Serenity Cafe forced to close after running out of cash
A lifeline charity for people in recovery has been forced to close just five months after a desperate scramble for new premises.
The board of directors of Comas, established a decade ago to support those recovering from addiction, said despite attempts to find emergency funding there was no way the operation can stay afloat.
Serenity Cafe was at the core of the charity’s services and was a safe drug and alcohol free community set up and run by volunteers in recovery, who have been left devastated by the loss of the service.
A statement from the board read: “Following a recent financial assessment and review by the CEO and the board unfortunately Comas is going to have to close and wind up, as our liabilities exceed our assets.
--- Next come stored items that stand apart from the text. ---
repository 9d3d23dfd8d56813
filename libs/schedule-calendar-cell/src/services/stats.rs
use chrono::{Local, NaiveDate};

use crate::models::{ScheduleEntry, ScheduleStats, StatsScope, StatusDistribution};

pub fn compute_stats(schedules: &[ScheduleEntry], scope: StatsScope) -> ScheduleStats {
    let mut tally = StatusDistribution::default();

    for schedule in schedules {
        for (day, slot) in schedule.slots() {
            if scope.includes(day.date) {
                tally.record(slot.status);
            }
        }
    }

    ScheduleStats {
        total_slots: tally.total,
        free_slots: tally.free,
        booked_slots: tally.booked,
        absent_slots: tally.absent,
        utilization_rate: percentage(tally.booked, tally.total),
        availability_rate: percentage(tally.free, tally.total),
    }
}

pub fn overall_stats(schedules: &[ScheduleEntry]) -> ScheduleStats {
    compute_stats(schedules, StatsScope::All)
}

pub fn stats_for_date(schedules: &[ScheduleEntry], date: NaiveDate) -> ScheduleStats {
    compute_stats(schedules, StatsScope::Day(date))
}

/// Stats for the current local date.
pub fn today_stats(schedules: &[ScheduleEntry]) -> ScheduleStats {
    stats_for_date(schedules, Local::now().date_naive())
}

fn percentage(part: u32, total: u32) -> u32 {
    if total == 0 {
        return 0;
    }
    (f64::from(part) / f64::from(total) * 100.0).round() as u32
}
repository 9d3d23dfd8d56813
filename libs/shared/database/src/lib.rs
pub mod supabase;
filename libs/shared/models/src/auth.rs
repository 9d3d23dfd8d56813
use chrono::{DateTime, Utc};
use serde::{Deserialize, Serialize};

#[derive(Debug, Serialize, Deserialize)]
pub struct JwtClaims {
    pub sub: String,
    pub exp: Option<u64>,
    pub email: Option<String>,
    pub role: Option<String>,
    pub user_metadata: Option<serde_json::Value>,
    pub aud: Option<String>,
    pub iat: Option<u64>,
}

#[derive(Debug, Clone, Serialize, Deserialize)]
pub struct User {
    pub id: String,
    pub email: Option<String>,
    pub role: Option<String>,
    pub metadata: Option<serde_json::Value>,
    pub created_at: Option<DateTime<Utc>>,
}

use std::net::SocketAddr;
use std::sync::Arc;

use anyhow::Result;
use dotenv::dotenv;
use tokio::net::TcpListener;
use tower_http::cors::{Any, CorsLayer};
use tower_http::trace::{self, TraceLayer};
use tracing::{info, Level};
use tracing_subscriber::{layer::SubscriberExt, util::SubscriberInitExt};

mod router;

use shared_config::AppConfig;

#[tokio::main]
async fn main() -> Result<()> {
    dotenv().ok();

    tracing_subscriber::registry()
        .with(tracing_subscriber::EnvFilter::new(
            std::env::var("RUST_LOG").unwrap_or_else(|_| "info,tower_http=debug".into()),
        ))
        .with(tracing_subscriber::fmt::layer())
        .init();

    info!("Starting clinic calendar API server");

    let config = AppConfig::from_env();
    info!("Malformed slot policy: {:?}", config.malformed_slot_policy);

    let cors = CorsLayer::new()
        .allow_origin(Any)
        .allow_methods(Any)
        .allow_headers(Any);

    let addr = SocketAddr::from(([0, 0, 0, 0], config.api_port));
    let state = Arc::new(config);

    let app = router::create_router(state)
        .layer(
            TraceLayer::new_for_http()
                .make_span_with(trace::DefaultMakeSpan::new()
                    .level(Level::INFO))
                .on_response(trace::DefaultOnResponse::new()
                    .level(Level::INFO)),
        )
        .layer(cors);

    info!("Listening on {}", addr);

    let listener = TcpListener::bind(addr).await?;
    axum::serve(listener, app).await?;

    Ok(())
}
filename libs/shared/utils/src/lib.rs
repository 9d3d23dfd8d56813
pub mod extractor;
pub mod jwt;
pub mod test_utils;
//! Recursive-descent parser for type annotations
//!
//! ```text
//! arrow       := application ("->" application)*
//! application := atom atom*
//! atom        := UPPER_ID | LOWER_ID | "(" arrow ")"
//! ```
//!
//! Juxtaposition binds tighter than `->`, and `->` nests to the right.
//! A parenthesized group is parsed by a nested call on the same token stream
//! and then used like a single identifier. Groups may nest at most
//! [`MAX_GROUP_DEPTH`] deep.

mod state;

pub use state::{ParseResult, ParseState};

use crate::ast::Type;
use crate::error::ParseError;
use crate::lexer::{Token, TokenKind, Tokenizer};

const EXPECTED_TYPE: &str = "a type";

/// Deepest allowed nesting of parenthesized groups.
pub const MAX_GROUP_DEPTH: usize = 128;

/// Parse a complete annotation.
pub fn parse(text: &str) -> ParseResult<Type> {
    tracing::debug!(input = text, "parsing annotation");
    let mut state = ParseState::new(Tokenizer::new(text));
    let ty = parse_tokens(&mut state)?;
    tracing::debug!(output = %ty, "parsed annotation");
    Ok(ty)
}

/// Parse one annotation from `state` and require the input to end after it.
pub fn parse_tokens(state: &mut ParseState) -> ParseResult<Type> {
    let ty = arrow(state)?;
    let next = state.advance()?;
    if next.kind != TokenKind::Eof {
        return Err(ParseError::unexpected(next, "'->' or end of input").into());
    }
    Ok(ty)
}

/// Arrow chains are collected in a loop and folded from the right, so their
/// length does not cost stack.
fn arrow(state: &mut ParseState) -> ParseResult<Type> {
    let mut params = Vec::new();
    let mut last = application(state)?;
    while state.peek()?.kind == TokenKind::Arrow {
        state.advance()?;
        params.push(last);
        last = application(state)?;
    }
    Ok(params
        .into_iter()
        .rev()
        .fold(last, |result, param| Type::arrow(param, result)))
}

fn application(state: &mut ParseState) -> ParseResult<Type> {
    let mut parts = vec![atom(state)?];
    while starts_atom(state.peek()?) {
        parts.push(atom(state)?);
    }
    Ok(Type::app(parts))
}

fn starts_atom(token: &Token) -> bool {
    token.kind.is_ident() || token.kind == TokenKind::LParen
}

fn atom(state: &mut ParseState) -> ParseResult<Type> {
    let token = state.advance()?;
    match token.kind {
        TokenKind::UpperIdent | TokenKind::LowerIdent => Ok(Type::Name(token.value)),
        TokenKind::LParen => group(state, token),
        TokenKind::Eof => Err(ParseError::UnexpectedEnd {
            expected: EXPECTED_TYPE,
            position: token.position.start,
        }
        .into()),
        _ => Err(ParseError::unexpected(token, EXPECTED_TYPE).into()),
    }
}

fn group(state: &mut ParseState, open: Token) -> ParseResult<Type> {
    tracing::debug!(at = open.position.start, "entering group");
    if state.depth() >= MAX_GROUP_DEPTH {
        return Err(ParseError::TooDeep {
            open: open.position,
        }
        .into());
    }
    match state.peek()?.kind {
        TokenKind::RParen => {
            let close = state.advance()?;
            return Err(ParseError::EmptyParens {
                span: open.position.merge(&close.position),
            }
            .into());
        }
        TokenKind::Eof => {
            return Err(ParseError::UnclosedParen {
                open: open.position,
            }
            .into());
        }
        _ => {}
    }

    state.enter_group();
    let inner = arrow(state)?;
    state.leave_group();
    let close = state.advance()?;
    match close.kind {
        TokenKind::RParen => {
            tracing::debug!(at = close.position.start, "leaving group");
            Ok(inner)
        }
        TokenKind::Eof => Err(ParseError::UnclosedParen {
            open: open.position,
        }
        .into()),
        _ => Err(ParseError::unexpected(close, "')'").into()),
    }
}
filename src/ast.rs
use std::collections::HashSet;

/// A parsed type annotation.
///
/// `Name` is a single identifier. `Application` is two or more juxtaposed
/// parts (`Maybe a`, `Either e (a -> b)`). `Arrow` is a function type; a chain
/// `a -> b -> c` nests to the right.
#[derive(Debug, Clone, PartialEq, Eq, Hash)]
pub enum Type {
    Name(String),
    Application(Vec<Type>),
    Arrow(Box<Type>, Box<Type>),
}

impl Type {
    pub fn name(value: impl Into<String>) -> Self {
        Type::Name(value.into())
    }

    /// Juxtapose `parts`. A single part is returned as is.
    pub fn app(mut parts: Vec<Type>) -> Self {
        if parts.len() == 1 {
            parts.remove(0)
        } else {
            Type::Application(parts)
        }
    }

    pub fn arrow(param: Type, result: Type) -> Self {
        Type::Arrow(Box::new(param), Box::new(result))
    }

    pub fn is_arrow(&self) -> bool {
        matches!(self, Type::Arrow(_, _))
    }

    /// Number of parameters along the right spine of arrows.
    pub fn arity(&self) -> usize {
        let mut arity = 0;
        let mut current = self;
        while let Type::Arrow(_, result) = current {
            arity += 1;
            current = result;
        }
        arity
    }

    /// All identifiers, left to right.
    pub fn names(&self) -> Vec<&str> {
        let mut names = Vec::new();
        let mut pending = vec![self];
        while let Some(ty) = pending.pop() {
            match ty {
                Type::Name(name) => names.push(name.as_str()),
                Type::Application(parts) => pending.extend(parts.iter().rev()),
                Type::Arrow(param, result) => {
                    pending.push(result);
                    pending.push(param);
                }
            }
        }
        names
    }

    /// Distinct lowercase identifiers in order of first appearance.
    pub fn free_vars(&self) -> Vec<&str> {
        let mut seen = HashSet::new();
        self.names()
            .into_iter()
            .filter(|name| name.starts_with(|c: char| c.is_lowercase()))
            .filter(|name| seen.insert(*name))
            .collect()
    }
}

// Arrow chains can be arbitrarily long; unlink children onto a worklist
// instead of dropping them recursively.
impl Drop for Type {
    fn drop(&mut self) {
        let mut pending = Vec::new();
        self.detach_children(&mut pending);
        while let Some(mut ty) = pending.pop() {
            ty.detach_children(&mut pending);
        }
    }
}

impl Type {
    fn detach_children(&mut self, pending: &mut Vec<Type>) {
        match self {
            Type::Name(_) => {}
            Type::Application(parts) => pending.append(parts),
            Type::Arrow(param, result) => {
                for child in [param, result] {
                    if !matches!(**child, Type::Name(_)) {
                        let child = std::mem::replace(&mut **child, Type::Name(String::new()));
                        pending.push(child);
                    }
                }
            }
        }
    }
}

#[cfg(test)]
mod tests {
    use super::*;

    #[test]
    fn test_app_collapses_single_part() {
        assert_eq!(Type::app(vec![Type::name("a")]), Type::name("a"));
    }

    #[test]
    fn test_arity() {
        let ty = Type::arrow(
            Type::name("Int"),
            Type::arrow(Type::name("a"), Type::name("b")),
        );
        assert_eq!(ty.arity(), 2);
        assert_eq!(Type::name("Int").arity(), 0);
    }

    #[test]
    fn test_arity_ignores_left_nested_arrows() {
        let ty = Type::arrow(
            Type::arrow(Type::name("a"), Type::name("b")),
            Type::name("c"),
        );
        assert_eq!(ty.arity(), 1);
    }

    #[test]
    fn test_long_chain_helpers_and_drop() {
        let ty = (0..100_000).fold(Type::name("r"), |result, _| {
            Type::arrow(Type::name("a"), result)
        });
        assert_eq!(ty.arity(), 100_000);
        assert_eq!(ty.names().len(), 100_001);
        drop(ty);
    }

    #[test]
    fn test_names_in_order() {
        let ty = Type::arrow(
            Type::app(vec![Type::name("Maybe"), Type::name("a")]),
            Type::name("Int"),
        );
        assert_eq!(ty.names(), vec!["Maybe", "a", "Int"]);
    }

    #[test]
    fn test_free_vars_are_distinct_and_lowercase() {
        let ty = Type::arrow(
            Type::app(vec![Type::name("Either"), Type::name("e"), Type::name("a")]),
            Type::arrow(Type::name("a"), Type::name("e")),
        );
        assert_eq!(ty.free_vars(), vec!["e", "a"]);
    }
}
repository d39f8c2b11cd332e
//! # typesig - Haskell-style type annotation parser
//!
//! Reads annotations such as `Int -> (Maybe a -> Int) -> a b` into a small
//! tree and prints them back in canonical form. There is no type checking:
//! the crate only recognizes the surface syntax.
//!
//! ## Pipeline
//!
//! ```text
//! Annotation (String)
//!     ↓
//! [Tokenizer] → lazy Token stream
//!     ↓
//! [Parser] → ast::Type
//!     ↓
//! [fmt] → canonical String
//! ```
//!
//! ## Grammar
//!
//! ```text
//! expr   := simple | lambda | "(" expr ")"
//! simple := id | id simple
//! id     := UPPER_ID | LOWER_ID
//! lambda := expr "->" expr
//! ```
//!
//! Juxtaposition binds tighter than `->`, and `->` is right-associative:
//! `a b -> c -> d` reads as `(a b) -> (c -> d)`.
//!
//! ## Module Structure
//!
//! - [`lexer`] - Tokenization with one regex per token kind
//! - [`parser`] - Recursive-descent parsing over the token stream
//! - [`ast`] - The `Type` tree
//! - [`fmt`] - Canonical rendering and structure dumps
//! - [`error`] - Lex and parse errors
//!
//! ## Example
//!
//! ```
//! let ty = typesig::parse("(a -> b) -> Maybe a -> Maybe b").unwrap();
//! assert_eq!(ty.arity(), 2);
//! assert_eq!(ty.to_string(), "(a -> b) -> Maybe a -> Maybe b");
//! ```

pub mod ast;
pub mod error;
pub mod fmt;
pub mod lexer;
pub mod parser;

pub use ast::Type;
pub use error::{Error, ParseError};
pub use lexer::LexError;

/// Parse a type annotation.
pub fn parse(text: &str) -> Result<Type, Error> {
    parser::parse(text)
}
//! Pretty printing for type annotations
//!
//! [`Type::pretty`] produces the canonical form: single spaces between parts,
//! `->` surrounded by spaces, and only the parentheses needed to read the tree
//! back unchanged. Arrows associate to the right, so `a -> (b -> c)` prints as
//! `a -> b -> c` while `(a -> b) -> c` keeps its parentheses.
//!
//! [`Type::structure`] dumps the tree itself, which is handy when checking how
//! an annotation was grouped.

use std::fmt::{self, Display};

use crate::ast::Type;

impl Type {
    pub fn pretty(&self) -> String {
        // Walk the right spine of arrows iteratively; only parenthesized
        // groups recurse.
        let mut out = String::new();
        let mut current = self;
        while let Type::Arrow(param, result) = current {
            if param.is_arrow() {
                out.push_str(&format!("({})", param.pretty()));
            } else {
                out.push_str(&param.pretty());
            }
            out.push_str(" -> ");
            current = result;
        }
        if let Type::Name(name) = current {
            out.push_str(name);
        } else if let Type::Application(parts) = current {
            let parts: Vec<_> = parts
                .iter()
                .map(|part| match part {
                    Type::Name(name) => name.clone(),
                    _ => format!("({})", part.pretty()),
                })
                .collect();
            out.push_str(&parts.join(" "));
        }
        out
    }

    pub fn structure(&self) -> String {
        let mut out = String::new();
        let mut open = 0;
        let mut current = self;
        while let Type::Arrow(param, result) = current {
            out.push_str(&format!("Arrow({}, ", param.structure()));
            open += 1;
            current = result;
        }
        if let Type::Name(name) = current {
            out.push_str(name);
        } else if let Type::Application(parts) = current {
            let parts: Vec<_> = parts.iter().map(Type::structure).collect();
            out.push_str(&format!("Application([{}])", parts.join(", ")));
        }
        out.push_str(&")".repeat(open));
        out
    }
}

impl Display for Type {
    fn fmt(&self, f: &mut fmt::Formatter<'_>) -> fmt::Result {
        write!(f, "{}", self.pretty())
    }
}
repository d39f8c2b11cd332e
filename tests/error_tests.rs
use typesig::lexer::{Span, TokenKind};
use typesig::{Error, ParseError, parse};

fn parse_error(input: &str) -> ParseError {
    match parse(input) {
        Err(Error::Parse(err)) => err,
        other => panic!("expected parse error for {input:?}, got {other:?}"),
    }
}

#[test]
fn unbalanced_parens_fail() {
    let err = parse_error("(a -> b");
    assert_eq!(
        err,
        ParseError::UnclosedParen {
            open: Span::new(0, 1)
        }
    );
}

#[test]
fn unbalanced_nested_paren_reports_unclosed_one() {
    let err = parse_error("(a -> (b c)");
    assert_eq!(
        err,
        ParseError::UnclosedParen {
            open: Span::new(0, 1)
        }
    );
    let err = parse_error("a -> (b (c)");
    assert_eq!(
        err,
        ParseError::UnclosedParen {
            open: Span::new(5, 6)
        }
    );
}

#[test]
fn stray_close_paren_fails() {
    let err = parse_error("a -> b)");
    assert!(matches!(
        err,
        ParseError::UnexpectedToken { ref found, .. } if found.kind == TokenKind::RParen
    ));
}

#[test]
fn invalid_character_fails() {
    match parse("a -> 1") {
        Err(Error::Lex(err)) => {
            assert_eq!(err.remainder, "1");
            assert_eq!(err.position, 5);
        }
        other => panic!("expected lex error, got {other:?}"),
    }
}

#[test]
fn lex_error_wins_over_later_grammar() {
    // The bad character is reached before the missing paren is noticed.
    assert!(matches!(parse("(a -> $"), Err(Error::Lex(_))));
}

#[test]
fn dangling_arrow_fails() {
    let err = parse_error("a ->");
    assert_eq!(
        err,
        ParseError::UnexpectedEnd {
            expected: "a type",
            position: 4
        }
    );
}

#[test]
fn missing_left_operand_fails() {
    let err = parse_error("-> a");
    assert!(matches!(
        err,
        ParseError::UnexpectedToken { ref found, .. } if found.kind == TokenKind::Arrow
    ));
}

#[test]
fn consecutive_arrows_fail() {
    let err = parse_error("a -> -> b");
    assert!(matches!(
        err,
        ParseError::UnexpectedToken { ref found, .. } if found.position == Span::new(5, 7)
    ));
}

#[test]
fn empty_parens_fail() {
    assert!(matches!(
        parse_error("()"),
        ParseError::EmptyParens { .. }
    ));
    assert!(matches!(
        parse_error("Maybe ( ) -> a"),
        ParseError::EmptyParens { span } if span == Span::new(6, 9)
    ));
}

#[test]
fn empty_input_fails() {
    assert!(matches!(
        parse_error("   "),
        ParseError::UnexpectedEnd { .. }
    ));
}

#[test]
fn errors_display_location() {
    let err = parse("(a -> b").unwrap_err();
    assert_eq!(err.to_string(), "Parse error: unclosed '(' opened at 0..1");
    assert_eq!(err.span(), Span::new(0, 1));

    let err = parse("a -> 1").unwrap_err();
    assert_eq!(err.to_string(), "Lex error: invalid text at offset 5: \"1\"");
}

#[test]
fn errors_expose_source() {
    use std::error::Error as _;

    let err = parse("a ->").unwrap_err();
    assert!(err.source().is_some());
}

#[test]
fn deep_nesting_fails_cleanly() {
    let depth = typesig::parser::MAX_GROUP_DEPTH;
    let err = parse_error(&format!("{}a{}", "(".repeat(depth + 1), ")".repeat(depth + 1)));
    assert_eq!(
        err,
        ParseError::TooDeep {
            open: Span::new(depth, depth + 1)
        }
    );

    let err = parse_error(&format!("{}a{}", "(".repeat(500), ")".repeat(500)));
    assert!(matches!(err, ParseError::TooDeep { .. }));
}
“Over the last couple of weeks, the CEO and board have explored all options, but I am sorry to say that the board took a final decision on Thursday November 1 that there was no alternative other than to liquidate the company. Emergency funding options have been explored, including meeting with two MSP’s, but unfortunately there are no quick fixes.
“We looked at all options including administration, CVA and other funding solutions but given the overall financial position we find ourselves in, there is no alternative but to cease trading and liquidate the company.”
The statement added that the charity would work with all the people it supports to ensure they are referred to other organisations where appropriate.
Labour MSP for Edinburgh and the Lothians Kezia Dugdale raised a motion asking the Scottish Parliament to note its disappointment and regret over the closure and to consider the gaping hole in services available to the recovering community, compounded by an extremely challenging funding environment for all charities and social enterprises.
She added: “The closure of Comas is a real disappointment. The charity performed ground-breaking work in providing both opportunities and a safe haven for Edinburgh’s recovering community.
“Serenity was much more than a café, and its absence leaves a gaping hole in vital community services.
“I would like to personally thank the staff, board, volunteers and customers for their commitment over the years.”
Aimed at people who felt disconnected or excluded from society or isolated by health and social issues, the facility also offered a place of work to many, enabling and empowering them through the opportunity to earn income or take the first steps into volunteering.
It faced homelessness when in May, the tenancy agreement at their Holyrood home came to an abrupt end. A plea for help to find a new premises was met and in June the cafe moved to The Pleasance.
The charity offered activities, including learning programs, social and hobby groups as well as fellowship and recovery support groups, and a women’s project.